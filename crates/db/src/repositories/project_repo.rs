//! Repository for the `projects` table.

use obra_core::types::DbId;
use sqlx::PgPool;

use crate::models::project::{CreateProject, Project, ProjectImagesRow, UpdateProject, STATUS_ACTIVE};

/// Column list shared across queries to avoid repetition.
const COLUMNS: &str = "id, title, category, city, description, cover_image, \
    start_date, end_date, delivery_date, completion_deadline, status, client_name, \
    created_at, updated_at";

/// Provides CRUD operations for projects.
pub struct ProjectRepo;

impl ProjectRepo {
    /// Insert a new project, returning the created row.
    ///
    /// If `status` is `None` in the input, defaults to `active`.
    pub async fn create(pool: &PgPool, input: &CreateProject) -> Result<Project, sqlx::Error> {
        let query = format!(
            "INSERT INTO projects (title, category, city, description, cover_image,
                 start_date, end_date, delivery_date, completion_deadline, status, client_name)
             VALUES ($1, $2, $3, $4, $5, $6, $7, $8, $9, COALESCE($10, '{STATUS_ACTIVE}'), $11)
             RETURNING {COLUMNS}"
        );
        sqlx::query_as::<_, Project>(&query)
            .bind(&input.title)
            .bind(&input.category)
            .bind(&input.city)
            .bind(&input.description)
            .bind(&input.cover_image)
            .bind(&input.start_date)
            .bind(&input.end_date)
            .bind(&input.delivery_date)
            .bind(&input.completion_deadline)
            .bind(&input.status)
            .bind(&input.client_name)
            .fetch_one(pool)
            .await
    }

    /// Find a project by its ID.
    pub async fn find_by_id(pool: &PgPool, id: DbId) -> Result<Option<Project>, sqlx::Error> {
        let query = format!("SELECT {COLUMNS} FROM projects WHERE id = $1");
        sqlx::query_as::<_, Project>(&query)
            .bind(id)
            .fetch_optional(pool)
            .await
    }

    /// List all projects, any status, most recently created first.
    pub async fn list(pool: &PgPool) -> Result<Vec<Project>, sqlx::Error> {
        let query = format!("SELECT {COLUMNS} FROM projects ORDER BY created_at DESC");
        sqlx::query_as::<_, Project>(&query).fetch_all(pool).await
    }

    /// List active projects together with their images in one round trip.
    ///
    /// Projects without images are included with an empty list; the gallery
    /// feed decides what to show.
    pub async fn list_active_with_images(
        pool: &PgPool,
    ) -> Result<Vec<ProjectImagesRow>, sqlx::Error> {
        let query = format!(
            "SELECT {cols},
                    COALESCE(
                        json_agg(i ORDER BY i.position, i.created_at)
                            FILTER (WHERE i.id IS NOT NULL),
                        '[]'::json
                    ) AS images
             FROM projects p
             LEFT JOIN project_images i ON i.project_id = p.id
             WHERE p.status = $1
             GROUP BY p.id
             ORDER BY p.created_at DESC",
            cols = prefixed_columns("p"),
        );
        sqlx::query_as::<_, ProjectImagesRow>(&query)
            .bind(STATUS_ACTIVE)
            .fetch_all(pool)
            .await
    }

    /// Update a project. Only non-`None` fields in `input` are applied.
    ///
    /// Returns `None` if no row with the given `id` exists.
    pub async fn update(
        pool: &PgPool,
        id: DbId,
        input: &UpdateProject,
    ) -> Result<Option<Project>, sqlx::Error> {
        let query = format!(
            "UPDATE projects SET
                title = COALESCE($2, title),
                category = COALESCE($3, category),
                city = COALESCE($4, city),
                description = COALESCE($5, description),
                cover_image = COALESCE($6, cover_image),
                start_date = COALESCE($7, start_date),
                end_date = COALESCE($8, end_date),
                delivery_date = COALESCE($9, delivery_date),
                completion_deadline = COALESCE($10, completion_deadline),
                status = COALESCE($11, status),
                client_name = COALESCE($12, client_name),
                updated_at = NOW()
             WHERE id = $1
             RETURNING {COLUMNS}"
        );
        sqlx::query_as::<_, Project>(&query)
            .bind(id)
            .bind(&input.title)
            .bind(&input.category)
            .bind(&input.city)
            .bind(&input.description)
            .bind(&input.cover_image)
            .bind(&input.start_date)
            .bind(&input.end_date)
            .bind(&input.delivery_date)
            .bind(&input.completion_deadline)
            .bind(&input.status)
            .bind(&input.client_name)
            .fetch_optional(pool)
            .await
    }

    /// Delete a project and (by cascade) its images. Returns `true` if a row
    /// was removed.
    pub async fn delete(pool: &PgPool, id: DbId) -> Result<bool, sqlx::Error> {
        let result = sqlx::query("DELETE FROM projects WHERE id = $1")
            .bind(id)
            .execute(pool)
            .await?;
        Ok(result.rows_affected() > 0)
    }
}

/// `COLUMNS` qualified with a table alias, for joins.
fn prefixed_columns(alias: &str) -> String {
    COLUMNS
        .split(',')
        .map(|c| format!("{alias}.{}", c.trim()))
        .collect::<Vec<_>>()
        .join(", ")
}
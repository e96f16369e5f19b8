use axum::extract::State;
use axum::{routing::get, Json, Router};
use serde::Serialize;

use crate::state::AppState;

/// Health check response payload.
#[derive(Serialize)]
pub struct HealthResponse {
    /// `ok`, or `degraded` when the database is unreachable.
    pub status: &'static str,
    /// Crate version from Cargo.toml.
    pub version: &'static str,
    pub db_healthy: bool,
}

/// GET /health -- returns service and database health.
async fn health_check(State(state): State<AppState>) -> Json<HealthResponse> {
    let db_healthy = obra_db::health_check(&state.pool).await.is_ok();
    let status = if db_healthy { "ok" } else { "degraded" };

    Json(HealthResponse {
        status,
        version: env!("CARGO_PKG_VERSION"),
        db_healthy,
    })
}

/// Mount health check routes (root level, not under `/api/v1`).
pub fn router() -> Router<AppState> {
    Router::new().route("/health", get(health_check))
}
//! Project image entity model and DTOs.

use obra_core::types::{DbId, Timestamp};
use serde::{Deserialize, Serialize};
use sqlx::FromRow;

/// A row from the `project_images` table.
///
/// Display order is `position` ascending, ties broken by `created_at`.
#[derive(Debug, Clone, PartialEq, FromRow, Serialize, Deserialize)]
pub struct ProjectImage {
    pub id: DbId,
    pub project_id: DbId,
    pub url: String,
    pub caption: Option<String>,
    pub image_date: Option<String>,
    pub position: i32,
    pub created_at: Timestamp,
    pub updated_at: Timestamp,
}

/// DTO for registering an uploaded image. The image is appended after the
/// project's current last position.
#[derive(Debug, Clone, Deserialize)]
pub struct CreateProjectImage {
    pub url: String,
    pub caption: Option<String>,
    pub image_date: Option<String>,
}

/// DTO for editing image metadata.
#[derive(Debug, Clone, Default, Deserialize)]
pub struct UpdateProjectImage {
    pub caption: Option<String>,
    pub image_date: Option<String>,
}
use axum::http::StatusCode;
use axum::response::{IntoResponse, Response};
use obra_core::error::CoreError;
use serde_json::json;

/// Application-level error type for HTTP handlers.
///
/// Wraps [`CoreError`] for domain errors and adds HTTP-specific variants.
/// Implements [`IntoResponse`] to produce `{ "error", "code" }` JSON bodies.
#[derive(Debug, thiserror::Error)]
pub enum AppError {
    /// A domain-level error from `obra_core`.
    #[error(transparent)]
    Core(#[from] CoreError),

    /// A database error from sqlx.
    #[error("Database error: {0}")]
    Database(#[from] sqlx::Error),

    /// A bad request with a human-readable message.
    #[error("Bad request: {0}")]
    BadRequest(String),

    /// An internal error with a human-readable message.
    #[error("Internal error: {0}")]
    InternalError(String),
}

/// Convenience type alias for handler return values.
pub type AppResult<T> = Result<T, AppError>;

impl From<validator::ValidationErrors> for AppError {
    fn from(errors: validator::ValidationErrors) -> Self {
        AppError::Core(CoreError::Validation(errors.to_string()))
    }
}

impl IntoResponse for AppError {
    fn into_response(self) -> Response {
        let (status, code, message) = match &self {
            AppError::Core(core) => match core {
                CoreError::NotFound { entity, id } => (
                    StatusCode::NOT_FOUND,
                    "NOT_FOUND",
                    format!("{entity} with id {id} not found"),
                ),
                CoreError::Validation(msg) => {
                    (StatusCode::BAD_REQUEST, "VALIDATION_ERROR", msg.clone())
                }
                CoreError::Conflict(msg) => (StatusCode::CONFLICT, "CONFLICT", msg.clone()),
                CoreError::Unauthorized(msg) => {
                    (StatusCode::UNAUTHORIZED, "UNAUTHORIZED", msg.clone())
                }
                CoreError::Forbidden(msg) => (StatusCode::FORBIDDEN, "FORBIDDEN", msg.clone()),
                CoreError::Internal(msg) => {
                    tracing::error!(error = %msg, "Internal core error");
                    (
                        StatusCode::INTERNAL_SERVER_ERROR,
                        "INTERNAL_ERROR",
                        "An internal error occurred".to_string(),
                    )
                }
            },

            AppError::Database(err) => classify_sqlx_error(err),

            AppError::BadRequest(msg) => (StatusCode::BAD_REQUEST, "BAD_REQUEST", msg.clone()),
            AppError::InternalError(msg) => {
                tracing::error!(error = %msg, "Internal error");
                (
                    StatusCode::INTERNAL_SERVER_ERROR,
                    "INTERNAL_ERROR",
                    "An internal error occurred".to_string(),
                )
            }
        };

        let body = json!({
            "error": message,
            "code": code,
        });

        (status, axum::Json(body)).into_response()
    }
}

/// Classify a sqlx error into an HTTP status, error code, and message.
///
/// - `RowNotFound` maps to 404.
/// - Unique violations on `uq_` constraints map to 409.
/// - Check violations (e.g. an unknown quote status) map to 400.
/// - Everything else maps to 500 with a sanitized message.
fn classify_sqlx_error(err: &sqlx::Error) -> (StatusCode, &'static str, String) {
    match err {
        sqlx::Error::RowNotFound => (
            StatusCode::NOT_FOUND,
            "NOT_FOUND",
            "Resource not found".to_string(),
        ),
        sqlx::Error::Database(db_err) => {
            let constraint = db_err.constraint().unwrap_or("unknown");
            match db_err.code().as_deref() {
                Some("23505") if constraint.starts_with("uq_") => {
                    return (
                        StatusCode::CONFLICT,
                        "CONFLICT",
                        format!("Duplicate value violates unique constraint: {constraint}"),
                    );
                }
                Some("23514") => {
                    return (
                        StatusCode::BAD_REQUEST,
                        "VALIDATION_ERROR",
                        format!("Value violates check constraint: {constraint}"),
                    );
                }
                _ => {}
            }
            tracing::error!(error = %db_err, "Database error");
            (
                StatusCode::INTERNAL_SERVER_ERROR,
                "INTERNAL_ERROR",
                "An internal error occurred".to_string(),
            )
        }
        other => {
            tracing::error!(error = %other, "Database error");
            (
                StatusCode::INTERNAL_SERVER_ERROR,
                "INTERNAL_ERROR",
                "An internal error occurred".to_string(),
            )
        }
    }
}

// ---------------------------------------------------------------------------
// FunctionError
// ---------------------------------------------------------------------------

/// Errors of the push notification function, rendered as `{ "error": msg }`.
///
/// Unlike [`AppError`], internal failures expose their message: the
/// function's callers rely on it for diagnostics.
#[derive(Debug, thiserror::Error)]
pub enum FunctionError {
    /// The body is not JSON or matches no known request shape.
    #[error("Invalid request")]
    InvalidRequest,

    #[error("{0}")]
    Internal(String),
}

impl IntoResponse for FunctionError {
    fn into_response(self) -> Response {
        let status = match &self {
            FunctionError::InvalidRequest => StatusCode::BAD_REQUEST,
            FunctionError::Internal(msg) => {
                tracing::error!(error = %msg, "Push function failed");
                StatusCode::INTERNAL_SERVER_ERROR
            }
        };
        (status, axum::Json(json!({ "error": self.to_string() }))).into_response()
    }
}
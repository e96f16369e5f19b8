//! The push notification function.
//!
//! A single POST endpoint with two behaviors picked from the body:
//!
//! - `{"action": "get-vapid-key"}` returns the public VAPID key browsers
//!   need to subscribe;
//! - `{"type": "new-quote" | "daily-reminder", "payload"?, "userId"?}` fans a
//!   notification out to the admins' push subscriptions.
//!
//! Every response, errors included, carries permissive CORS headers so the
//! endpoint can be called from any origin.

use axum::body::Bytes;
use axum::extract::State;
use axum::http::header::{ACCESS_CONTROL_ALLOW_HEADERS, ACCESS_CONTROL_ALLOW_ORIGIN};
use axum::http::HeaderValue;
use axum::response::Response;
use axum::Json;
use obra_core::push::{NotificationKind, PushPayload};
use obra_core::types::DbId;
use serde::Deserialize;
use serde_json::json;

use crate::error::FunctionError;
use crate::state::AppState;

/// Value of the `action` field that requests the public VAPID key.
pub const ACTION_GET_VAPID_KEY: &str = "get-vapid-key";

const ALLOWED_HEADERS: &str = "authorization, x-client-info, apikey, content-type";

/// Raw request body. Every field is optional; the handler decides which
/// shape was sent.
#[derive(Debug, Deserialize)]
#[serde(rename_all = "camelCase")]
struct FunctionRequest {
    action: Option<String>,
    #[serde(rename = "type")]
    kind: Option<NotificationKind>,
    payload: Option<PushPayload>,
    user_id: Option<DbId>,
}

/// POST /functions/v1/send-push-notification
pub async fn send_push_notification(
    State(state): State<AppState>,
    body: Bytes,
) -> Result<Json<serde_json::Value>, FunctionError> {
    let request: FunctionRequest = serde_json::from_slice(&body).map_err(|e| {
        tracing::debug!(error = %e, "Unparseable push function request");
        FunctionError::InvalidRequest
    })?;

    if request.action.as_deref() == Some(ACTION_GET_VAPID_KEY) {
        return Ok(Json(json!({
            "vapidPublicKey": state.config.vapid.public_key,
        })));
    }

    let Some(kind) = request.kind else {
        return Err(FunctionError::InvalidRequest);
    };

    let report = state
        .dispatcher
        .dispatch(kind, request.payload, request.user_id)
        .await
        .map_err(|e| FunctionError::Internal(e.to_string()))?;

    Ok(Json(json!(report)))
}

/// OPTIONS /functions/v1/send-push-notification
pub async fn preflight() -> &'static str {
    "ok"
}

/// Response mapper adding the function's CORS headers.
pub async fn with_cors_headers(mut response: Response) -> Response {
    let headers = response.headers_mut();
    headers.insert(ACCESS_CONTROL_ALLOW_ORIGIN, HeaderValue::from_static("*"));
    headers.insert(
        ACCESS_CONTROL_ALLOW_HEADERS,
        HeaderValue::from_static(ALLOWED_HEADERS),
    );
    response
}
//! Authentication primitives.
//!
//! - [`jwt`] -- verification of access tokens issued by the auth provider.

pub mod jwt;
◇ ◇ ◇ ◇
**REQUIRED WORK**
Every line from the one containing "use crate::error::FunctionError;" through the last line of the entries should be output exactly; nothing else belongs in the reply.

**REPLY**
use crate::error::FunctionError;
use crate::state::AppState;

/// Value of the `action` field that requests the public VAPID key.
pub const ACTION_GET_VAPID_KEY: &str = "get-vapid-key";

const ALLOWED_HEADERS: &str = "authorization, x-client-info, apikey, content-type";

/// Raw request body. Every field is optional; the handler decides which
/// shape was sent.
#[derive(Debug, Deserialize)]
#[serde(rename_all = "camelCase")]
struct FunctionRequest {
    action: Option<String>,
    #[serde(rename = "type")]
    kind: Option<NotificationKind>,
    payload: Option<PushPayload>,
    user_id: Option<DbId>,
}

/// POST /functions/v1/send-push-notification
pub async fn send_push_notification(
    State(state): State<AppState>,
    body: Bytes,
) -> Result<Json<serde_json::Value>, FunctionError> {
    let request: FunctionRequest = serde_json::from_slice(&body).map_err(|e| {
        tracing::debug!(error = %e, "Unparseable push function request");
        FunctionError::InvalidRequest
    })?;

    if request.action.as_deref() == Some(ACTION_GET_VAPID_KEY) {
        return Ok(Json(json!({
            "vapidPublicKey": state.config.vapid.public_key,
        })));
    }

    let Some(kind) = request.kind else {
        return Err(FunctionError::InvalidRequest);
    };

    let report = state
        .dispatcher
        .dispatch(kind, request.payload, request.user_id)
        .await
        .map_err(|e| FunctionError::Internal(e.to_string()))?;

    Ok(Json(json!(report)))
}

/// OPTIONS /functions/v1/send-push-notification
pub async fn preflight() -> &'static str {
    "ok"
}

/// Response mapper adding the function's CORS headers.
pub async fn with_cors_headers(mut response: Response) -> Response {
    let headers = response.headers_mut();
    headers.insert(ACCESS_CONTROL_ALLOW_ORIGIN, HeaderValue::from_static("*"));
    headers.insert(
        ACCESS_CONTROL_ALLOW_HEADERS,
        HeaderValue::from_static(ALLOWED_HEADERS),
    );
    response
}
//! Authentication primitives.
//!
//! - [`jwt`] -- verification of access tokens issued by the auth provider.

pub mod jwt;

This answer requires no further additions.